-- Input records follows --

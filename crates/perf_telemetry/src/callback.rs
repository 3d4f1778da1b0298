//! Callback registry: subscribers that receive batches of finished events.
//!
//! Callbacks are stored in insertion order under generated IDs and invoked in
//! that order. Each invocation is isolated: a panicking callback is logged
//! and never prevents the remaining callbacks from running.

use std::panic::{catch_unwind, AssertUnwindSafe};

use uuid::Uuid;

use crate::event::PerformanceEvent;

/// A subscriber invoked with every emitted batch of events.
pub type PerformanceCallback = Box<dyn FnMut(&[PerformanceEvent])>;

struct CallbackEntry {
    id: String,
    callback: PerformanceCallback,
}

impl std::fmt::Debug for CallbackEntry {
    fn fmt(&self, f: &mut std::fmt::Formatter<'_>) -> std::fmt::Result {
        f.debug_struct("CallbackEntry").field("id", &self.id).finish()
    }
}

/// Registry of performance callbacks.
#[derive(Debug, Default)]
pub struct CallbackRegistry {
    entries: Vec<CallbackEntry>,
}

impl CallbackRegistry {
    /// Create an empty registry.
    pub fn new() -> Self {
        Self::default()
    }

    /// Register a callback and return its generated ID.
    pub fn add(&mut self, callback: PerformanceCallback) -> String {
        let id = Uuid::new_v4().to_string();
        self.entries.push(CallbackEntry {
            id: id.clone(),
            callback,
        });
        id
    }

    /// Remove the callback stored under `id`.
    ///
    /// Returns `true` if an entry existed and was removed, `false` otherwise.
    pub fn remove(&mut self, id: &str) -> bool {
        let before = self.entries.len();
        self.entries.retain(|entry| entry.id != id);
        self.entries.len() != before
    }

    /// Get the number of registered callbacks.
    pub fn len(&self) -> usize {
        self.entries.len()
    }

    /// Check whether no callbacks are registered.
    pub fn is_empty(&self) -> bool {
        self.entries.is_empty()
    }

    /// Invoke every registered callback with the full event batch, in
    /// insertion order.
    ///
    /// A panic inside one callback is caught and logged; emission continues
    /// with the next callback and never propagates to the caller.
    pub fn emit(&mut self, events: &[PerformanceEvent]) {
        for entry in &mut self.entries {
            let result = catch_unwind(AssertUnwindSafe(|| (entry.callback)(events)));
            if result.is_err() {
                tracing::warn!(
                    target: "perf::emit",
                    callback_id = %entry.id,
                    event_count = events.len(),
                    "performance callback panicked"
                );
            }
        }
    }
}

-- Input records concluded --

◆ Exercise directions: State how many lines of the listing include "CallbackEntry", and nothing more.

◆ Completed exercise: 5